• [Stored data entries]
____

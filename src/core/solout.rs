//! User defined callback hook executed after each accepted step.

use crate::core::interpolate::StepInterpolator;

/// Return flags for [`SolOut`].
///
/// - `Continue`: proceed with integration as normal.
/// - `Interrupt`: stop integration at the end of the current step and return
///   control to the caller with [`crate::core::status::Status::Interrupted`].
#[derive(Debug, Clone, Copy, PartialEq, Eq)]
pub enum ControlFlag {
    Continue,
    Interrupt,
}

/// Step handler notified once per accepted step.
///
/// The interpolator is only valid for the duration of the call; handlers that
/// need it later must clone it (the integrator reuses it for the next step).
/// When events split a step, the handler is called once per piece with the
/// interpolator restricted to that piece.
///
/// # Example
///
/// ```
/// use ivp_engine::prelude::*;
///
/// struct Printer {
///     next: f64,
///     dt: f64,
/// }
///
/// impl SolOut for Printer {
///     fn solout(&mut self, interpolator: &StepInterpolator, _last: bool) -> ControlFlag {
///         let mut y = vec![0.0; interpolator.dimension()];
///         while self.next <= interpolator.current_time() {
///             interpolator.interpolate(self.next, &mut y);
///             println!("t = {}, y = {:?}", self.next, y);
///             self.next += self.dt;
///         }
///         ControlFlag::Continue
///     }
/// }
/// ```
pub trait SolOut {
    /// Called once before the first step of every integration run.
    fn reset(&mut self) {}

    /// Whether this handler queries the interpolator inside the step. When no
    /// handler (and no event) needs it, dense output is not built.
    fn requires_dense_output(&self) -> bool {
        true
    }

    fn solout(&mut self, interpolator: &StepInterpolator, last: bool) -> ControlFlag;
}
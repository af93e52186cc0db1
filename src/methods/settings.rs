//! Settings for numerical integrators

use bon::Builder;

use crate::{
    Float,
    core::tolerance::Tolerance,
    error::{Error, Result},
};

/// Settings shared by every integrator.
///
/// Step-control factors left as `None` take the method's own defaults.
///
/// ```
/// use ivp_engine::prelude::*;
///
/// let settings = Settings::builder()
///     .rtol(1e-9)
///     .atol([1e-12, 1e-10])
///     .max_step(0.5)
///     .max_evaluations(100_000)
///     .build();
/// assert_eq!(settings.min_step, 0.0);
/// ```
#[derive(Builder, Clone, Debug)]
pub struct Settings {
    /// Relative tolerance, scalar or per component.
    #[builder(default = Tolerance::Scalar(1e-6), into)]
    pub rtol: Tolerance,
    /// Absolute tolerance, scalar or per component.
    #[builder(default = Tolerance::Scalar(1e-6), into)]
    pub atol: Tolerance,
    /// Smallest step the controller may use. A step that has to shrink below
    /// it is a step-size underflow.
    #[builder(default = 0.0)]
    pub min_step: Float,
    /// Largest step. Default: the length of the integration interval.
    pub max_step: Option<Float>,
    /// Initial step size. None will result in an initial guess
    /// provided by the [`crate::methods::hinit::hinit`] heuristic.
    pub h0: Option<Float>,
    /// Safety factor in step-size prediction.
    pub safety_factor: Option<Float>,
    /// Smallest allowed ratio `h_new / h`.
    pub min_reduction: Option<Float>,
    /// Largest allowed ratio `h_new / h`.
    pub max_growth: Option<Float>,
    /// Beta factor for stabilized step size control. Positive values of Beta
    /// ( <= 0.04 ) make the step size control more stable. Negative values
    /// are not accepted.
    pub beta: Option<Float>,
    /// Budget of model evaluations for one run, starter included.
    #[builder(default = usize::MAX)]
    pub max_evaluations: usize,
    /// The rounding unit, typically machine epsilon.
    #[builder(default = 2.3e-16)]
    pub uround: Float,
}

impl Default for Settings {
    fn default() -> Self {
        Self::builder().build()
    }
}

impl Settings {
    /// Reject inconsistent settings before any integration runs.
    pub(crate) fn validate(&self) -> Result<()> {
        let (rtol_min, rtol_max) = self.rtol.bounds();
        let (atol_min, atol_max) = self.atol.bounds();
        let finite = rtol_max.is_finite() && atol_max.is_finite();
        if !finite || rtol_min < 0.0 || atol_min < 0.0 || (rtol_max == 0.0 && atol_max == 0.0) {
            return Err(Error::InvalidTolerance {
                rtol: rtol_min,
                atol: atol_min,
            });
        }

        let max_step = self.max_step.unwrap_or(Float::INFINITY);
        if !(self.min_step >= 0.0) || !(max_step > 0.0) || self.min_step > max_step {
            return Err(Error::InvalidStepBounds {
                min_step: self.min_step,
                max_step,
            });
        }

        if let Some(h0) = self.h0 {
            if !h0.is_finite() || h0 == 0.0 {
                return Err(Error::InvalidStepSize(h0));
            }
        }
        if let Some(safety) = self.safety_factor {
            if !(safety > 1e-4 && safety < 1.0) {
                return Err(Error::InvalidSetting {
                    reason: "safety factor must lie in (1e-4, 1)",
                });
            }
        }
        if let Some(reduction) = self.min_reduction {
            if !(reduction > 0.0 && reduction <= 1.0) {
                return Err(Error::InvalidSetting {
                    reason: "minimum reduction must lie in (0, 1]",
                });
            }
        }
        if let Some(growth) = self.max_growth {
            if !(growth >= 1.0) {
                return Err(Error::InvalidSetting {
                    reason: "maximum growth must be at least 1",
                });
            }
        }
        if let Some(beta) = self.beta {
            if !(0.0..=0.2).contains(&beta) {
                return Err(Error::InvalidSetting {
                    reason: "beta must lie in [0, 0.2]",
                });
            }
        }
        if self.max_evaluations == 0 {
            return Err(Error::InvalidSetting {
                reason: "evaluation budget must be positive",
            });
        }
        if !(self.uround > 1e-35 && self.uround < 1.0) {
            return Err(Error::InvalidSetting {
                reason: "rounding unit must lie in (1e-35, 1)",
            });
        }
        Ok(())
    }

    /// Check per-component tolerances against the state dimension.
    pub(crate) fn check_tolerances(&self, n: usize) -> Result<()> {
        for tol in [&self.rtol, &self.atol] {
            if !tol.fits(n) {
                let found = match tol {
                    Tolerance::Vector(v) => v.len(),
                    Tolerance::Scalar(_) => n,
                };
                return Err(Error::DimensionMismatch { expected: n, found });
            }
        }
        Ok(())
    }

    /// Weighted RMS norm of `delta` scaled by `atol + rtol·max(|a|, |b|)`.
    pub(crate) fn error_norm(&self, delta: &[Float], a: &[Float], b: &[Float]) -> Float {
        let n = delta.len();
        let mut sum = 0.0;
        for i in 0..n {
            let sk = self.atol[i] + self.rtol[i] * a[i].abs().max(b[i].abs());
            sum += (delta[i] / sk) * (delta[i] / sk);
        }
        (sum / n as Float).sqrt()
    }
}

#[cfg(test)]
mod tests {
    use super::*;

    #[test]
    fn defaults_are_valid() {
        Settings::default().validate().unwrap();
    }

    #[test]
    fn rejects_bad_tolerances() {
        let s = Settings::builder().rtol(0.0).atol(0.0).build();
        assert!(matches!(s.validate(), Err(Error::InvalidTolerance { .. })));
        let s = Settings::builder().atol([1e-6, -1.0]).build();
        assert!(matches!(s.validate(), Err(Error::InvalidTolerance { .. })));
    }

    #[test]
    fn rejects_bad_bounds_and_factors() {
        let s = Settings::builder().min_step(1.0).max_step(0.5).build();
        assert!(matches!(s.validate(), Err(Error::InvalidStepBounds { .. })));
        let s = Settings::builder().h0(0.0).build();
        assert!(matches!(s.validate(), Err(Error::InvalidStepSize(_))));
        let s = Settings::builder().safety_factor(1.5).build();
        assert!(matches!(s.validate(), Err(Error::InvalidSetting { .. })));
        let s = Settings::builder().max_evaluations(0).build();
        assert!(matches!(s.validate(), Err(Error::InvalidSetting { .. })));
    }

    #[test]
    fn tolerance_length_must_match() {
        let s = Settings::builder().atol([1e-6, 1e-6, 1e-6]).build();
        assert!(s.check_tolerances(3).is_ok());
        assert!(matches!(
            s.check_tolerances(2),
            Err(Error::DimensionMismatch { expected: 2, found: 3 })
        ));
    }

    #[test]
    fn error_norm_is_weighted_rms() {
        let s = Settings::builder().rtol(0.0).atol(0.5).build();
        let norm = s.error_norm(&[0.5, 0.5], &[1.0, 1.0], &[1.0, 1.0]);
        assert_eq!(norm, 1.0);
    }
}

____

• [Work instructions] The required output is every line above that contains the string "with".

• [Output]
/// - `Continue`: proceed with integration as normal.
///   control to the caller with [`crate::core::status::Status::Interrupted`].
/// When events split a step, the handler is called once per piece with the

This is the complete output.